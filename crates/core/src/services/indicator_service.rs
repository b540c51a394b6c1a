use crate::errors::CoreError;
use crate::models::indicator::{
    BollingerBand, BollingerPoint, IndicatorPoint, IndicatorRow, PercentBPoint,
};
use crate::models::price::PricePoint;

/// Rolling statistics over an ascending closing-price series.
///
/// Every output is aligned to the input dates. Points before a window has
/// filled are `None`, never zero. Bands use the sample standard deviation
/// (divides by N - 1).
pub struct IndicatorService;

impl IndicatorService {
    pub fn new() -> Self {
        Self
    }

    /// Simple moving average over the trailing `window` closes.
    pub fn sma(
        &self,
        series: &[PricePoint],
        window: usize,
    ) -> Result<Vec<IndicatorPoint>, CoreError> {
        if window == 0 {
            return Err(CoreError::InvalidInput("SMA window must be at least 1".into()));
        }

        Ok(rolling(series, window, mean)
            .into_iter()
            .zip(series)
            .map(|(value, point)| IndicatorPoint {
                date: point.date,
                value,
            })
            .collect())
    }

    /// Bollinger bands: SMA(window) ± k × sample stddev of the same window.
    pub fn bollinger_bands(
        &self,
        series: &[PricePoint],
        window: usize,
        k: f64,
    ) -> Result<Vec<BollingerPoint>, CoreError> {
        if window < 2 {
            return Err(CoreError::InvalidInput(
                "Bollinger window must be at least 2".into(),
            ));
        }

        Ok(rolling(series, window, |slice| {
            let middle = mean(slice);
            let deviation = k * sample_std_dev(slice, middle);
            BollingerBand {
                middle,
                upper: middle + deviation,
                lower: middle - deviation,
            }
        })
        .into_iter()
        .zip(series)
        .map(|(band, point)| BollingerPoint {
            date: point.date,
            price: point.price,
            band,
        })
        .collect())
    }

    /// %B for every point whose band is defined. Leading points are dropped.
    ///
    /// Fails with `DivisionByZero` if any band has zero width, which happens
    /// whenever a whole window of closes is constant.
    pub fn percent_b(
        &self,
        series: &[PricePoint],
        window: usize,
        k: f64,
    ) -> Result<Vec<PercentBPoint>, CoreError> {
        self.bollinger_bands(series, window, k)?
            .iter()
            .filter_map(|p| p.band.map(|band| (p, band)))
            .map(|(p, band)| -> Result<PercentBPoint, CoreError> {
                let percent_b = percent_b_at(p.price, &band).map_err(|_| {
                    CoreError::DivisionByZero(format!(
                        "Bollinger band on {} has zero width",
                        p.date
                    ))
                })?;
                Ok(PercentBPoint {
                    date: p.date,
                    percent_b,
                })
            })
            .collect()
    }

    /// Joined SMA / Bollinger / %B table.
    ///
    /// Only dates where both the SMA and the band are defined appear.
    /// Zero-width bands keep their row with `percent_b: None`.
    pub fn indicator_table(
        &self,
        series: &[PricePoint],
        sma_window: usize,
        bollinger_window: usize,
        k: f64,
    ) -> Result<Vec<IndicatorRow>, CoreError> {
        let sma = self.sma(series, sma_window)?;
        let bands = self.bollinger_bands(series, bollinger_window, k)?;

        Ok(sma
            .iter()
            .zip(&bands)
            .filter_map(|(avg, bb)| {
                let sma_value = avg.value?;
                let band = bb.band?;
                Some(IndicatorRow {
                    date: bb.date,
                    price: bb.price,
                    sma: sma_value,
                    middle: band.middle,
                    upper: band.upper,
                    lower: band.lower,
                    percent_b: percent_b_at(bb.price, &band).ok(),
                })
            })
            .collect())
    }
}

impl Default for IndicatorService {
    fn default() -> Self {
        Self::new()
    }
}

/// `(price - lower) / (upper - lower)`; `DivisionByZero` on a zero-width band.
pub fn percent_b_at(price: f64, band: &BollingerBand) -> Result<f64, CoreError> {
    let width = band.width();
    if width == 0.0 {
        return Err(CoreError::DivisionByZero(
            "Bollinger band has zero width".into(),
        ));
    }
    Ok((price - band.lower) / width)
}

/// Apply `f` to every full trailing window; `None` while the window fills.
fn rolling<T>(series: &[PricePoint], window: usize, f: impl Fn(&[f64]) -> T) -> Vec<Option<T>> {
    let closes: Vec<f64> = series.iter().map(|p| p.price).collect();
    (0..closes.len())
        .map(|i| (i + 1 >= window).then(|| f(&closes[i + 1 - window..=i])))
        .collect()
}

fn mean(values: &[f64]) -> f64 {
    values.iter().sum::<f64>() / values.len() as f64
}

/// Sample standard deviation around a precomputed mean. Needs 2+ values.
///
/// A constant window is exactly 0.0 even when the float mean drifts from
/// the repeated value.
fn sample_std_dev(values: &[f64], mean: f64) -> f64 {
    if values.windows(2).all(|w| w[0] == w[1]) {
        return 0.0;
    }
    let sum_sq: f64 = values.iter().map(|v| (v - mean).powi(2)).sum();
    (sum_sq / (values.len() - 1) as f64).sqrt()
}
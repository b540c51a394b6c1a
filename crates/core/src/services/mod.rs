pub mod indicator_service;
pub mod ledger_service;
pub mod price_service;
pub mod roi_service;
pub mod savings_service;
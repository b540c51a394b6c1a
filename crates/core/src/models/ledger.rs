use std::sync::{Arc, Mutex, MutexGuard};

use serde::{Deserialize, Serialize};

use super::expense::Expense;

/// The in-memory budget ledger: one budget scalar plus the expense list.
///
/// Nothing here is persisted. Dropping the ledger (or calling reset)
/// loses every entry.
#[derive(Debug, Clone, Default, PartialEq, Serialize, Deserialize)]
pub struct Ledger {
    /// Declared monthly budget
    pub budget: f64,

    /// Expenses in insertion order
    pub expenses: Vec<Expense>,
}

impl Ledger {
    pub fn new() -> Self {
        Self::default()
    }

    pub fn with_budget(budget: f64) -> Self {
        Self {
            budget,
            expenses: Vec::new(),
        }
    }
}

/// Cloneable handle to a ledger shared between callers.
///
/// Every clone points at the same ledger. Each operation takes the single
/// lock for its own duration only. All handles see one global budget and
/// expense list: there is no per-session isolation.
#[derive(Debug, Clone, Default)]
pub struct SharedLedger {
    inner: Arc<Mutex<Ledger>>,
}

impl SharedLedger {
    pub fn new(ledger: Ledger) -> Self {
        Self {
            inner: Arc::new(Mutex::new(ledger)),
        }
    }

    /// Run `f` with exclusive access to the ledger.
    pub fn with<R>(&self, f: impl FnOnce(&mut Ledger) -> R) -> R {
        let mut guard = self.lock();
        f(&mut guard)
    }

    /// Clone the current ledger state.
    pub fn snapshot(&self) -> Ledger {
        self.lock().clone()
    }

    // A panic inside `with` cannot leave the ledger half-updated (every
    // mutation is a single push or assignment), so poisoning is ignored.
    fn lock(&self) -> MutexGuard<'_, Ledger> {
        self.inner.lock().unwrap_or_else(|poisoned| poisoned.into_inner())
    }
}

════════════════

TASK ITEM
Begin with the line that contains "Declared monthly budget" and end with the last line of the material above. Set down that range exactly.

WRITTEN RESPONSE
    /// Declared monthly budget
    pub budget: f64,

    /// Expenses in insertion order
    pub expenses: Vec<Expense>,
}

impl Ledger {
    pub fn new() -> Self {
        Self::default()
    }

    pub fn with_budget(budget: f64) -> Self {
        Self {
            budget,
            expenses: Vec::new(),
        }
    }
}

/// Cloneable handle to a ledger shared between callers.
///
/// Every clone points at the same ledger. Each operation takes the single
/// lock for its own duration only. All handles see one global budget and
/// expense list: there is no per-session isolation.
#[derive(Debug, Clone, Default)]
pub struct SharedLedger {
    inner: Arc<Mutex<Ledger>>,
}

impl SharedLedger {
    pub fn new(ledger: Ledger) -> Self {
        Self {
            inner: Arc::new(Mutex::new(ledger)),
        }
    }

    /// Run `f` with exclusive access to the ledger.
    pub fn with<R>(&self, f: impl FnOnce(&mut Ledger) -> R) -> R {
        let mut guard = self.lock();
        f(&mut guard)
    }

    /// Clone the current ledger state.
    pub fn snapshot(&self) -> Ledger {
        self.lock().clone()
    }

    // A panic inside `with` cannot leave the ledger half-updated (every
    // mutation is a single push or assignment), so poisoning is ignored.
    fn lock(&self) -> MutexGuard<'_, Ledger> {
        self.inner.lock().unwrap_or_else(|poisoned| poisoned.into_inner())
    }
}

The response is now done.